### SOURCE MATERIAL:
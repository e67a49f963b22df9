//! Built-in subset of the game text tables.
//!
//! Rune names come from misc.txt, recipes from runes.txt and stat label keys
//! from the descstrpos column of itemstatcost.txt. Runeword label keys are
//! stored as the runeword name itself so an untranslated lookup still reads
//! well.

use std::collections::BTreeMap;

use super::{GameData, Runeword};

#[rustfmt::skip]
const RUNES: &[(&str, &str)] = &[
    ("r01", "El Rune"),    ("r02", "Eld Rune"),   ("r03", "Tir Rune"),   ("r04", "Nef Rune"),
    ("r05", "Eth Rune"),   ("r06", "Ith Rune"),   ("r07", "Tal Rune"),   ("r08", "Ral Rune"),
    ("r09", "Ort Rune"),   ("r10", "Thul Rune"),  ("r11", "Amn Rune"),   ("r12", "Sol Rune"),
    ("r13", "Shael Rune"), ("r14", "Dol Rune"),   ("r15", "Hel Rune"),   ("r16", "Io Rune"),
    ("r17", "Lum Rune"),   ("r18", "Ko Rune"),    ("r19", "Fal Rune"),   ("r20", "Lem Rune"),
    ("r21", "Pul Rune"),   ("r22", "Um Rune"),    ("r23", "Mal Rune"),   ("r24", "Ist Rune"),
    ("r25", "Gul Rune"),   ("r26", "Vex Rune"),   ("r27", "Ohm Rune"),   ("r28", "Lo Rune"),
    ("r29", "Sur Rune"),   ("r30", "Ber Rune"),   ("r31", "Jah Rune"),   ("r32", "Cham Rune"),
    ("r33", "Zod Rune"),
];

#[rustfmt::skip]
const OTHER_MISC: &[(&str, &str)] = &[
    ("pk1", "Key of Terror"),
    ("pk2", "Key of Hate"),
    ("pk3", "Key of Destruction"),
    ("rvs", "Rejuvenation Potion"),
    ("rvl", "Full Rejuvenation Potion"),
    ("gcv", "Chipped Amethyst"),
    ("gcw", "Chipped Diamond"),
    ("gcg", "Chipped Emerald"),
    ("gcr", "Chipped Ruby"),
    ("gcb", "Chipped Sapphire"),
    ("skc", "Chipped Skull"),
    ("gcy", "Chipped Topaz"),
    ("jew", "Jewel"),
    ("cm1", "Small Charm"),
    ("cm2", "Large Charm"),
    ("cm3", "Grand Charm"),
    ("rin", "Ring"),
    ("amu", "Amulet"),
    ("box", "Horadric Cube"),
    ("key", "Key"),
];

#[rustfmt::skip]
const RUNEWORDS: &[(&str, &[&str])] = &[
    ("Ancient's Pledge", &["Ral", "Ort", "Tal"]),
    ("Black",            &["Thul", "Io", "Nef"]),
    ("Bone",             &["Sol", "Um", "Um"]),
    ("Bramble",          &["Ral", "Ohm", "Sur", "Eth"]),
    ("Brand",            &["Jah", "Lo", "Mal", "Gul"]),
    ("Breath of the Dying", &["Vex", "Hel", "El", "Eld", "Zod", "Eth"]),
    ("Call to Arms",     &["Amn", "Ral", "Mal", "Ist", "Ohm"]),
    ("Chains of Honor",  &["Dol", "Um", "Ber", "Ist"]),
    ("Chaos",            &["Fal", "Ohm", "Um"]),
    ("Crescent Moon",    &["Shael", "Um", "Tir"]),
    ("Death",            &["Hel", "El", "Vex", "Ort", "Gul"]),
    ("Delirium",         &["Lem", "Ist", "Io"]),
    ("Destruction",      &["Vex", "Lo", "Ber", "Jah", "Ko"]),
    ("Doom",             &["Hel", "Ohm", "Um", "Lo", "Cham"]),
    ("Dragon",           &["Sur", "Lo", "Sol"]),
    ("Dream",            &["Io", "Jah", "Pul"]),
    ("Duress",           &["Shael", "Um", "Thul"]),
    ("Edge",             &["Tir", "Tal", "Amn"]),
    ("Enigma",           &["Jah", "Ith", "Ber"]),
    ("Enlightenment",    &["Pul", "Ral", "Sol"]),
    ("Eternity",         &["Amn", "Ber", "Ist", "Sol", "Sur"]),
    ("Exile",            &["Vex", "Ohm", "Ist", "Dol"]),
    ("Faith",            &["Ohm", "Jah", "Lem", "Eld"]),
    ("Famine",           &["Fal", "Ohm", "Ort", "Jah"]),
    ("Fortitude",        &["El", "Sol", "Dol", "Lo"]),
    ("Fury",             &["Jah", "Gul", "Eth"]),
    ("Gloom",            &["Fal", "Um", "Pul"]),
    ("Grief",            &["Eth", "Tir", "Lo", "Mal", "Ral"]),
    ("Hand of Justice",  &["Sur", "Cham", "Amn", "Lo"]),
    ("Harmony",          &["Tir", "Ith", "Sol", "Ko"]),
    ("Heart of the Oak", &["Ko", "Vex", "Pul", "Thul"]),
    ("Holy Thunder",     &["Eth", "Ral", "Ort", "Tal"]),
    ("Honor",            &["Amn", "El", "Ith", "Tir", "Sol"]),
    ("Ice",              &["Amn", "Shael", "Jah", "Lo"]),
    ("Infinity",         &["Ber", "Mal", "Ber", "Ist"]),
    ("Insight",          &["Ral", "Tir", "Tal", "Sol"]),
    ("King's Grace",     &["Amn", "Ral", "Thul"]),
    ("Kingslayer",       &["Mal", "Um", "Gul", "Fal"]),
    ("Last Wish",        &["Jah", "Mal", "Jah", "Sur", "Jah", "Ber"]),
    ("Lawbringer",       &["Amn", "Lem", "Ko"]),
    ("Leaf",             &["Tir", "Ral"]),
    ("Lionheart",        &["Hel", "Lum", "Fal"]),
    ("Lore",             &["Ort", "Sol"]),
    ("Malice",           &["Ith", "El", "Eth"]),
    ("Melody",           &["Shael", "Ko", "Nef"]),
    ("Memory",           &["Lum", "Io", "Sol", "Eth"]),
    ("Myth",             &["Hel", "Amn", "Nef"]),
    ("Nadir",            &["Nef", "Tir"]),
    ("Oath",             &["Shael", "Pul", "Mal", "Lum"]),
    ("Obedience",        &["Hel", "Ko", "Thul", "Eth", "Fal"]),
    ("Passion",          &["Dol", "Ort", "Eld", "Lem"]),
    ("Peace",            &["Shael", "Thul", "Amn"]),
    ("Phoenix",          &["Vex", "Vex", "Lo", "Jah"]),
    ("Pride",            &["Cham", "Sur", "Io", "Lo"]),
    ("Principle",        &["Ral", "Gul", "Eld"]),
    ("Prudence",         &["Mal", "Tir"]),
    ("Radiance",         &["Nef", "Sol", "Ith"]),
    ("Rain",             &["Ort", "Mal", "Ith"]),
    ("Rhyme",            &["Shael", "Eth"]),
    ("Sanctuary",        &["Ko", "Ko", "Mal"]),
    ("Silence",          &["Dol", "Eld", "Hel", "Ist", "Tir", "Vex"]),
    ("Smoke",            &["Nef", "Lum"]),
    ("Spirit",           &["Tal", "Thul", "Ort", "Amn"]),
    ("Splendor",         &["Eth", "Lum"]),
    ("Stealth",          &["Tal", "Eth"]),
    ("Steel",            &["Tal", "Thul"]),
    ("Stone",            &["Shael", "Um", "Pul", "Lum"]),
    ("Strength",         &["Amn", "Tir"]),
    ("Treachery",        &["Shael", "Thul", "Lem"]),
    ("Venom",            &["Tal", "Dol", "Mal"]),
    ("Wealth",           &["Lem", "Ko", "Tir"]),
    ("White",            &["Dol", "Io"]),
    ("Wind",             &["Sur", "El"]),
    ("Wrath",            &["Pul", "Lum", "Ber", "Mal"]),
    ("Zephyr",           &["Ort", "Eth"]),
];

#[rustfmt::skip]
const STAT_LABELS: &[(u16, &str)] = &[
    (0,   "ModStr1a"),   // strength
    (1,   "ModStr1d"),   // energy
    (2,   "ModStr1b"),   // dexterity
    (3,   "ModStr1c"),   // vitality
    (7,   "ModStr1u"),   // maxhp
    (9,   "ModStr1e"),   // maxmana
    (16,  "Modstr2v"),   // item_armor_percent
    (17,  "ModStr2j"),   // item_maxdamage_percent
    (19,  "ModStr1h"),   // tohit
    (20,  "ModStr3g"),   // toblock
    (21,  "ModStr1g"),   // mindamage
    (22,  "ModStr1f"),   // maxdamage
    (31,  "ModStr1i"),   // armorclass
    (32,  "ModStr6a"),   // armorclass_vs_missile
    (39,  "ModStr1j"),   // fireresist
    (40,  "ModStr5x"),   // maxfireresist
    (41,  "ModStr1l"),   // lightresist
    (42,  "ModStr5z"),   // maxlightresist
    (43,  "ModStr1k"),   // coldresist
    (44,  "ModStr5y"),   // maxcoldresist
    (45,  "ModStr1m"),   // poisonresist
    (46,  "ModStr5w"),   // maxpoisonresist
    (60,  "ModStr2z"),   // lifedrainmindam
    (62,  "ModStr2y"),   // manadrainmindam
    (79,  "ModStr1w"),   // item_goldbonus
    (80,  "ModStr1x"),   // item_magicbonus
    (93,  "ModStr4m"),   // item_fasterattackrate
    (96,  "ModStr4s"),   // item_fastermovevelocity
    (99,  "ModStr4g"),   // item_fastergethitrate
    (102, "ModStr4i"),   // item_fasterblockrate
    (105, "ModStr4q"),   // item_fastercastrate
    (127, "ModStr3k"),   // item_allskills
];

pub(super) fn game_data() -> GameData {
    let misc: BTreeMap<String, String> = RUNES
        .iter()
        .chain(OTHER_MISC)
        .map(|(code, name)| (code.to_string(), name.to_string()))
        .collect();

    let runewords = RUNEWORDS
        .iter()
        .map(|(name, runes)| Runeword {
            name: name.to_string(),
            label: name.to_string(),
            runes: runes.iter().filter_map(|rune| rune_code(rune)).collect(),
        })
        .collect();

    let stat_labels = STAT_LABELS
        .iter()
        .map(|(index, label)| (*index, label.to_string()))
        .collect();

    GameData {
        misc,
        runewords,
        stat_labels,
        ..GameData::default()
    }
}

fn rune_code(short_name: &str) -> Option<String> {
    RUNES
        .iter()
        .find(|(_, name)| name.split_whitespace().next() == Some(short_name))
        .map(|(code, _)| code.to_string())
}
* * *
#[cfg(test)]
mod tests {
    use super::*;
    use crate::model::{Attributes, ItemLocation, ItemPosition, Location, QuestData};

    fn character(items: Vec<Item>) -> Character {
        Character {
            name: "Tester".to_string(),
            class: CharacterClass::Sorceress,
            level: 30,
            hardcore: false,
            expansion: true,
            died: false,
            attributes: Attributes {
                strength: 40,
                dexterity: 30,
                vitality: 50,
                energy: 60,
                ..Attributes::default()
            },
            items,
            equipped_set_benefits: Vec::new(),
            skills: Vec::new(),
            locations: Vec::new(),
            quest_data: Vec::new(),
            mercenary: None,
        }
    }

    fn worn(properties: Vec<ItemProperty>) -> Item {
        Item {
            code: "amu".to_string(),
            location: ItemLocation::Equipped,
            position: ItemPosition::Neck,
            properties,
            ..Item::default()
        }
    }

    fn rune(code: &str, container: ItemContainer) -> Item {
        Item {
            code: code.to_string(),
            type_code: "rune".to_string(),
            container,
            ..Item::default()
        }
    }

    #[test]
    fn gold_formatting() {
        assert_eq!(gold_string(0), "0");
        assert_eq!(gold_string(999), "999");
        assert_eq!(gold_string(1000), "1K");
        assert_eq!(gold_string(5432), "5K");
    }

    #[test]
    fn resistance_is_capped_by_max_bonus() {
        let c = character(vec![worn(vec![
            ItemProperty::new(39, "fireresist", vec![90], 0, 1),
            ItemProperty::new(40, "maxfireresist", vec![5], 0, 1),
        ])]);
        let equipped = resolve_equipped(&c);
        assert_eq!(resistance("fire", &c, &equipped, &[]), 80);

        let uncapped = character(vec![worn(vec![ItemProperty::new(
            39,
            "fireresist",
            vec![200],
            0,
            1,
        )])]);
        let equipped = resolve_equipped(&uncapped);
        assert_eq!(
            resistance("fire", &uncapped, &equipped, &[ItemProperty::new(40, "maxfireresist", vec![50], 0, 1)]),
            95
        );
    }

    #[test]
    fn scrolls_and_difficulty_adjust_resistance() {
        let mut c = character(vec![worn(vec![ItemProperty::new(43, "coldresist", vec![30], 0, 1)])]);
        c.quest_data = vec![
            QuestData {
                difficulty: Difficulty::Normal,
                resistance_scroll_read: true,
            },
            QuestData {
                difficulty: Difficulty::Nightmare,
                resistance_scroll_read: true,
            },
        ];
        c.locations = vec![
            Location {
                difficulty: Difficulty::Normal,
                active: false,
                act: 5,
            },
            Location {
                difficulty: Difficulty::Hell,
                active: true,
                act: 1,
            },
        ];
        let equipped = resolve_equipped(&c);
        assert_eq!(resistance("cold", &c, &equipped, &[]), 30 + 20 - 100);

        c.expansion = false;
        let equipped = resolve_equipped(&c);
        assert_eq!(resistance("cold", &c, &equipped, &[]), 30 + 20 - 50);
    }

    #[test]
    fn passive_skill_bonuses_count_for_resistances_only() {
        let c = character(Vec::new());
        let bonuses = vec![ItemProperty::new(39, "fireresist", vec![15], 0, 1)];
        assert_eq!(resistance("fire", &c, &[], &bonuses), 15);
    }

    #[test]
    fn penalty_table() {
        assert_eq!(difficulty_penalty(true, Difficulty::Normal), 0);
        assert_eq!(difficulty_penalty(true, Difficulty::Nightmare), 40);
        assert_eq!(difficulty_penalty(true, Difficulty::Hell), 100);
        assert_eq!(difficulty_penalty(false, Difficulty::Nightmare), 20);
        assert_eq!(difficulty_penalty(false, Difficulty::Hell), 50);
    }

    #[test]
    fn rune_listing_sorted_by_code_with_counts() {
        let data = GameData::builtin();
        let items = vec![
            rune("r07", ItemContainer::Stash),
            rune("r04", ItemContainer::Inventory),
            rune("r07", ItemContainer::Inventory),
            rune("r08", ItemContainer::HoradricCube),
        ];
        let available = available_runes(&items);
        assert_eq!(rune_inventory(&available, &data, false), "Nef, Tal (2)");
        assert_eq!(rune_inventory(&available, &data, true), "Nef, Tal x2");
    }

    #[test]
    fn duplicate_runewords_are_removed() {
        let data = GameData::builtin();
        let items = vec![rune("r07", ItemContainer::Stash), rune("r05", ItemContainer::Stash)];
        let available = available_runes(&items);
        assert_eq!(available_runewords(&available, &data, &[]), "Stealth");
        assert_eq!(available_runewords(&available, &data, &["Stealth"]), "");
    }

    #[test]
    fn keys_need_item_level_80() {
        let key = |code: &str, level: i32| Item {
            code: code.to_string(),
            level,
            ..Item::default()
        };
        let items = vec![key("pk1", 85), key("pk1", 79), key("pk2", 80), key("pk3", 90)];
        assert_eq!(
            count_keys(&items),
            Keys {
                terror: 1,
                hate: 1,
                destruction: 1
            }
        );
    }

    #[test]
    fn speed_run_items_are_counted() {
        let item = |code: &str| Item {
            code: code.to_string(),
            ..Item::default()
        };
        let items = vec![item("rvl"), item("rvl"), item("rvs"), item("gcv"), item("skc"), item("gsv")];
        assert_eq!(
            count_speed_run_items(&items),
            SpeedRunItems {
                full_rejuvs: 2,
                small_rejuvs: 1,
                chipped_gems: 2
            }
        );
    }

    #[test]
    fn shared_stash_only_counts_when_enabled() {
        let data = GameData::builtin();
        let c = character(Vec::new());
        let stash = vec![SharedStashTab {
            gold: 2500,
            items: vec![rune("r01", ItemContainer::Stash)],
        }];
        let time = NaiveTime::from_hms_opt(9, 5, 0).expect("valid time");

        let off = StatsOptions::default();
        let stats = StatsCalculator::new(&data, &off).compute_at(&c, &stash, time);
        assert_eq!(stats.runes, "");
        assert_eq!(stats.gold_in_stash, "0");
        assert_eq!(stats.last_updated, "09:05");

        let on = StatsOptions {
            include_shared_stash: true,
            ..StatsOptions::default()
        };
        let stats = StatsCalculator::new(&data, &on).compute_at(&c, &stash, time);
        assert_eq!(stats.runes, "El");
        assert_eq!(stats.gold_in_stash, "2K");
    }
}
==
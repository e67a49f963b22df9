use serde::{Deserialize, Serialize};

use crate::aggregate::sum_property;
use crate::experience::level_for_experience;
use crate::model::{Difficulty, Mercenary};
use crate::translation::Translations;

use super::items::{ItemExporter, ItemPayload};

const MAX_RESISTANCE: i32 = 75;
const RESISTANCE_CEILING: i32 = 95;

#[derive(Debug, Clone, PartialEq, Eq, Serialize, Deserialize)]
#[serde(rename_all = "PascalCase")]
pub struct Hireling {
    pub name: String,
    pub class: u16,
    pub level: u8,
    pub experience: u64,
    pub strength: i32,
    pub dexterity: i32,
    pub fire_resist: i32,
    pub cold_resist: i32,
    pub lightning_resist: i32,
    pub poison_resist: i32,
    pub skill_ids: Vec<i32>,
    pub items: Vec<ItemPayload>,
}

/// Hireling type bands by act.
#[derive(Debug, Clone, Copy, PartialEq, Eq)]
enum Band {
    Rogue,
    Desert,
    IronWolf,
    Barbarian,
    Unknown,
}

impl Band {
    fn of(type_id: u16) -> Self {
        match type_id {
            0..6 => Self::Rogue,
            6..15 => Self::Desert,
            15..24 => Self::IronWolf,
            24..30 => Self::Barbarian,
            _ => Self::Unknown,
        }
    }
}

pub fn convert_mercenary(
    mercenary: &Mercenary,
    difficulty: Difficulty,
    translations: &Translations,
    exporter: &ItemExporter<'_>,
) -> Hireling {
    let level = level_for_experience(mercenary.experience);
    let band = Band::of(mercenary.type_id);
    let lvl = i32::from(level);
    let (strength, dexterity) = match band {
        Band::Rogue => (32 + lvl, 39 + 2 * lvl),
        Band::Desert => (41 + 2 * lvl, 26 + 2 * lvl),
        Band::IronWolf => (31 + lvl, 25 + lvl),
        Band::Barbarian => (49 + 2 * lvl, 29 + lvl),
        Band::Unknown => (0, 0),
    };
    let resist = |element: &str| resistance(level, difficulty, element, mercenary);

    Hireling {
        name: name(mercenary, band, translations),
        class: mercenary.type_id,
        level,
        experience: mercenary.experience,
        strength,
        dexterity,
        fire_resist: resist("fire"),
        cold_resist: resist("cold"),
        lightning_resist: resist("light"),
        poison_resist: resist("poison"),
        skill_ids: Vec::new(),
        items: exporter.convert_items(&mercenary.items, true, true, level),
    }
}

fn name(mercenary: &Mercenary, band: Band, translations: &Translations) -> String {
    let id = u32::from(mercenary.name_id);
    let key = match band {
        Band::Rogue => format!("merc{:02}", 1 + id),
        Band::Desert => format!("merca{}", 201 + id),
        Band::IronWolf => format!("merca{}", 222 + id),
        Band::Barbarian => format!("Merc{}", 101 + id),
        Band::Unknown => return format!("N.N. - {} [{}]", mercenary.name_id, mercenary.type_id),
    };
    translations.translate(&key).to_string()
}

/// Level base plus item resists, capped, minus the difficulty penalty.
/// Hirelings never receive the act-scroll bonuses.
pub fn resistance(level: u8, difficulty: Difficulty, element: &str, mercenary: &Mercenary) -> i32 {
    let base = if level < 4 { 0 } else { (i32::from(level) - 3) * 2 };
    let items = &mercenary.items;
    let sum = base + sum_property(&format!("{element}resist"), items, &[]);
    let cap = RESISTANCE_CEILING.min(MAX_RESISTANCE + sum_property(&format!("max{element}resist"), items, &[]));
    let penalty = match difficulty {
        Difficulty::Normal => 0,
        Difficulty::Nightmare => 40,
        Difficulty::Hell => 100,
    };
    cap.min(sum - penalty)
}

### WORK INSTRUCTIONS:
Report the number of lines above containing the word "merca", with no other text.

### WRITTEN REPLY:
2